In a question to Obama about motherhood, Meghan reveals the former first lady sent her "the kindest message" on her first Mother's Day.

Obama reveals that her two daughters, Sasha, a recent high school graduate, and Malia, a student at Harvard University, "in some ways couldn't be more different."

"One speaks freely and often, one opens up on her own terms," Obama said. "One shares her innermost feelings, the other is content to let you figure it out. Neither approach is better or worse, because they’ve both grown into smart, compassionate and independent young women, fully capable of paving their own paths."

When asked what advice she gives to Sasha and Malia, Obama describes telling them to not just "check the boxes you think you're supposed to check" like she did at their ages.

"I tell them that I hope they’ll keep trying on new experiences until they find what feels right. And what felt right yesterday might not necessarily feel right today," she said. "That’s OK – it’s good, even. When I was in college, I thought I wanted to be a lawyer because it sounded like a job for good, respectable people.

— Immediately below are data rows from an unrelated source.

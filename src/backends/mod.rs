// Copyright (c) 2025 Steve Wagner (ciroque@live.com)
// SPDX-License-Identifier: MIT

//! Implementations of the generator's collaborator seams.
//!
//! # Resolvers
//!
//! ## Environment
//! Connections and variables from `AIRFLOW_CONN_*` / `AIRFLOW_VAR_*` environment
//! variables. The default for the command line tool.
//!
//! ## File
//! Connections and variables from YAML (or JSON) files, for local runs and CI
//! where no orchestrator metadata is available.
//!
//! ## Memory
//! Plain maps, for embedding the generator in another program and for tests.
//!
//! # Sinks
//!
//! The host runtime adapter is a [`PipelineSink`](crate::traits::PipelineSink):
//! - **WriterSink**: encodes the definition as JSON, YAML or a plain execution
//!   order and writes it to any `std::io::Write`
//! - **MemorySink**: keeps registered definitions in a `Vec`
//!
//! # Examples
//!
//! ```rust
//! use snowflake_objects_dag::backends::memory::{StaticConnections, StaticVariables};
//! use snowflake_objects_dag::traits::{ConnectionResolver, VariableResolver};
//!
//! let connections = StaticConnections::new().with_database("snowflake_default", "ANALYTICS");
//! let variables = StaticVariables::new().with("env", "prod");
//!
//! let conn = connections.connection("snowflake_default")?;
//! assert_eq!(conn.database()?, "ANALYTICS");
//! assert_eq!(variables.variable("env").as_deref(), Some("prod"));
//! # Ok::<(), snowflake_objects_dag::errors::ResolveError>(())
//! ```

mod connection;
pub mod env;
pub mod file;
pub mod memory;
pub mod render;
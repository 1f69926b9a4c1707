//! Validation of generated pipeline definitions.
//!
//! Generation builds its graph from a fixed category list and sorted file names,
//! so a well-behaved run always yields a single linear chain. Validation checks
//! that invariant, and the identifier rules of the host runtime, before a
//! definition is handed on. All checks run; every error found is reported.
//!
//! # Checks
//!
//! 1. **Identifiers**: pipeline and task ids must be non-empty, at most 250
//!    characters, and use only word characters, `-` and `.`. The qualified id
//!    `<group>.<task>` is held to the same length limit.
//! 2. **Uniqueness**: qualified task ids must be unique.
//! 3. **Linearity**: exactly one entry point, at most one dependent and one
//!    upstream per task, and every task reachable from the entry point.
//!
//! # Example
//!
//! ```rust
//! use snowflake_objects_dag::config::validate_pipeline;
//! use snowflake_objects_dag::pipeline::{
//!     Category, DefaultArgs, PipelineDefinition, Schedule, StartDate, TaskGroup,
//! };
//! use std::path::PathBuf;
//!
//! let definition = PipelineDefinition {
//!     pipeline_id: "project_schema".to_string(),
//!     description: String::new(),
//!     doc_md: String::new(),
//!     schedule: Schedule::Manual,
//!     start_date: StartDate { days_ago: 1 },
//!     tags: vec![],
//!     default_args: DefaultArgs {
//!         owner: "owner".to_string(),
//!         snowflake_conn_id: "conn".to_string(),
//!     },
//!     template_searchpath: PathBuf::from("/srv/project/schema"),
//!     groups: vec![TaskGroup { group_id: Category::Tables, tasks: vec![] }],
//! };
//!
//! assert!(validate_pipeline(&definition).is_ok());
//! ```

use std::collections::HashSet;

use crate::config::consts::MAX_IDENTIFIER_LENGTH;
use crate::errors::ValidationError;
use crate::observability::messages::validation::{BrokenChainDetected, InvalidIdentifierDetected};
use crate::observability::messages::StructuredLog;
use crate::pipeline::PipelineDefinition;

/// Run every check against `definition`.
///
/// # Returns
///
/// * `Ok(())` - the definition is a single valid chain
/// * `Err(Vec<ValidationError>)` - every problem found
pub fn validate_pipeline(definition: &PipelineDefinition) -> Result<(), Vec<ValidationError>> {
    let mut errors = Vec::new();

    errors.extend(validate_identifiers(definition));
    errors.extend(validate_unique_task_ids(definition));

    // Linearity is only meaningful once ids are unique
    if errors
        .iter()
        .all(|e| !matches!(e, ValidationError::DuplicateTaskId { .. }))
    {
        if let Err(e) = validate_linear_chain(definition) {
            errors.push(e);
        }
    }

    if errors.is_empty() {
        Ok(())
    } else {
        Err(errors)
    }
}

fn validate_identifiers(definition: &PipelineDefinition) -> Vec<ValidationError> {
    let mut errors = Vec::new();

    let mut check = |kind: &'static str, identifier: &str| {
        if let Some(reason) = identifier_problem(identifier) {
            InvalidIdentifierDetected {
                kind,
                identifier,
                reason: &reason,
            }
            .log();
            errors.push(ValidationError::InvalidIdentifier {
                kind,
                identifier: identifier.to_string(),
                reason,
            });
        }
    };

    check("pipeline", &definition.pipeline_id);
    for group in &definition.groups {
        for task in &group.tasks {
            check("task", &task.task_id);
            let qualified = task.qualified_id(group.group_id);
            if qualified.chars().count() > MAX_IDENTIFIER_LENGTH {
                check("qualified task", &qualified);
            }
        }
    }

    errors
}

/// Why the host runtime would reject `identifier`, if it would.
pub fn identifier_problem(identifier: &str) -> Option<String> {
    if identifier.is_empty() {
        return Some("must not be empty".to_string());
    }

    let length = identifier.chars().count();
    if length > MAX_IDENTIFIER_LENGTH {
        return Some(format!(
            "is {} characters long, the limit is {}",
            length, MAX_IDENTIFIER_LENGTH
        ));
    }

    let bad: Vec<char> = identifier
        .chars()
        .filter(|&c| !(c.is_alphanumeric() || c == '_' || c == '-' || c == '.'))
        .collect();
    if !bad.is_empty() {
        let shown: String = bad.iter().map(|c| format!("{:?}", c)).collect::<Vec<_>>().join(", ");
        return Some(format!("contains unsupported characters: {}", shown));
    }

    None
}

fn validate_unique_task_ids(definition: &PipelineDefinition) -> Vec<ValidationError> {
    let mut seen = HashSet::new();
    let mut reported = HashSet::new();
    let mut errors = Vec::new();

    for id in definition.execution_order() {
        if !seen.insert(id.clone()) && reported.insert(id.clone()) {
            errors.push(ValidationError::DuplicateTaskId { task_id: id });
        }
    }

    errors
}

fn validate_linear_chain(definition: &PipelineDefinition) -> Result<(), ValidationError> {
    let graph = definition.dependency_graph();
    if graph.is_empty() {
        return Ok(());
    }

    let broken = |detail: String| {
        BrokenChainDetected {
            pipeline_id: &definition.pipeline_id,
            detail: &detail,
        }
        .log();
        ValidationError::BrokenChain { detail }
    };

    let entry_points = definition.entry_points();
    if entry_points.len() != 1 {
        return Err(broken(format!(
            "expected exactly one entry point, found {}: [{}]",
            entry_points.len(),
            entry_points.iter().cloned().collect::<Vec<_>>().join(", ")
        )));
    }

    for id in definition.execution_order() {
        let dependents = graph.get_dependents(&id).map(Vec::len).unwrap_or(0);
        if dependents > 1 {
            return Err(broken(format!("'{}' fans out to {} tasks", id, dependents)));
        }
        let upstream = graph.upstream_count(&id);
        if upstream > 1 {
            return Err(broken(format!("'{}' has {} upstream tasks", id, upstream)));
        }
    }

    // Walk from the entry point; a chain visits every task exactly once
    let mut visited = HashSet::new();
    let mut current = entry_points.iter().next().cloned();
    while let Some(id) = current {
        if !visited.insert(id.clone()) {
            return Err(broken(format!("cycle through '{}'", id)));
        }
        current = graph
            .get_dependents(&id)
            .and_then(|dependents| dependents.first())
            .cloned();
    }

    if visited.len() != graph.len() {
        let mut unreachable: Vec<&String> = graph.keys().filter(|k| !visited.contains(*k)).collect();
        unreachable.sort();
        return Err(broken(format!(
            "unreachable tasks: [{}]",
            unreachable.iter().map(|s| s.as_str()).collect::<Vec<_>>().join(", ")
        )));
    }

    Ok(())
}

#[cfg(test)]
mod tests {
    use super::*;
    use crate::pipeline::definition::tests::definition;
    use crate::pipeline::Category;

    #[test]
    fn test_valid_chain_passes() {
        let def = definition(vec![
            (Category::FileFormats, vec!["csv"]),
            (Category::Tables, vec!["01_a", "02_b"]),
            (Category::Dml, vec!["load"]),
        ]);

        assert_eq!(validate_pipeline(&def), Ok(()));
    }

    #[test]
    fn test_empty_pipeline_passes() {
        let def = definition(vec![]);
        assert_eq!(validate_pipeline(&def), Ok(()));
    }

    #[test]
    fn test_duplicate_task_ids() {
        let def = definition(vec![(Category::Tables, vec!["a", "b", "a"])]);

        let errors = validate_pipeline(&def).unwrap_err();
        assert_eq!(
            errors,
            vec![ValidationError::DuplicateTaskId {
                task_id: "tables.a".to_string()
            }]
        );
    }

    #[test]
    fn test_same_task_id_in_different_groups_is_fine() {
        let def = definition(vec![
            (Category::Tables, vec!["orders"]),
            (Category::Views, vec!["orders"]),
        ]);

        assert!(validate_pipeline(&def).is_ok());
    }

    #[test]
    fn test_invalid_identifiers_table_driven() {
        struct TestCase {
            name: &'static str,
            task_id: String,
            reason_fragment: &'static str,
        }

        let test_cases = vec![
            TestCase {
                name: "empty",
                task_id: String::new(),
                reason_fragment: "must not be empty",
            },
            TestCase {
                name: "space",
                task_id: "create table".to_string(),
                reason_fragment: "unsupported characters: ' '",
            },
            TestCase {
                name: "slash",
                task_id: "v1/orders".to_string(),
                reason_fragment: "unsupported characters: '/'",
            },
            TestCase {
                name: "too long",
                task_id: "x".repeat(MAX_IDENTIFIER_LENGTH + 1),
                reason_fragment: "the limit is 250",
            },
        ];

        for case in test_cases {
            let def = definition(vec![(Category::Tables, vec![case.task_id.as_str()])]);
            let errors = validate_pipeline(&def).unwrap_err();

            assert!(
                errors.iter().any(|e| matches!(
                    e,
                    ValidationError::InvalidIdentifier { kind: "task", reason, .. }
                        if reason.contains(case.reason_fragment)
                )),
                "case '{}' produced {:?}",
                case.name,
                errors
            );
        }
    }

    #[test]
    fn test_identifier_problem_accepts_common_names() {
        for id in [
            "01_create_customers",
            "stage-raw",
            "Ünïcode_ok",
            "V2",
            "V1.1__create_orders",
            "2024.01.01_seed",
            "project.schema",
        ] {
            assert_eq!(identifier_problem(id), None, "{}", id);
        }
    }

    #[test]
    fn test_invalid_pipeline_id() {
        let mut def = definition(vec![(Category::Tables, vec!["a"])]);
        def.pipeline_id = "my project_schema".to_string();

        let errors = validate_pipeline(&def).unwrap_err();
        assert!(matches!(
            &errors[0],
            ValidationError::InvalidIdentifier { kind: "pipeline", .. }
        ));
    }

    #[test]
    fn test_empty_group_does_not_break_chain() {
        let def = definition(vec![
            (Category::Tables, vec!["a"]),
            (Category::Views, vec![]),
            (Category::Dml, vec!["d"]),
        ]);

        assert!(validate_pipeline(&def).is_ok());
        assert_eq!(def.dependencies().len(), 1);
    }
}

It took me a few years to listen to my intuition and find a path that fit better for who I was, inside and out."

"Becoming who we are is an ongoing process, and thank God – because where’s the fun in waking up one day and deciding there’s nowhere left to go? That’s something I wish I’d recognized a little earlier," Obama added.

At the end of the interview, Obama even offers parenting advice to Prince Harry and Meghan, telling them to "savor it all."

"When Malia and Sasha were newborns, Barack and I could lose hours just watching them sleep. We loved to listen to the little sounds they’d make – especially the way they cooed when they were deep into dreaming," she said. "Don’t get me wrong, early parenthood is exhausting. I’m sure you know a thing or two about that these days. But there is something so magical about having a baby in the house. Time expands and contracts; each moment holds its own little eternity. "

"I’m so excited for you and Harry to experience that, Meghan. Savor it all," Obama said.

The September issue of British Vogue will hit newsstands in the U.K. and will be available for digital download on Friday, Aug. 2.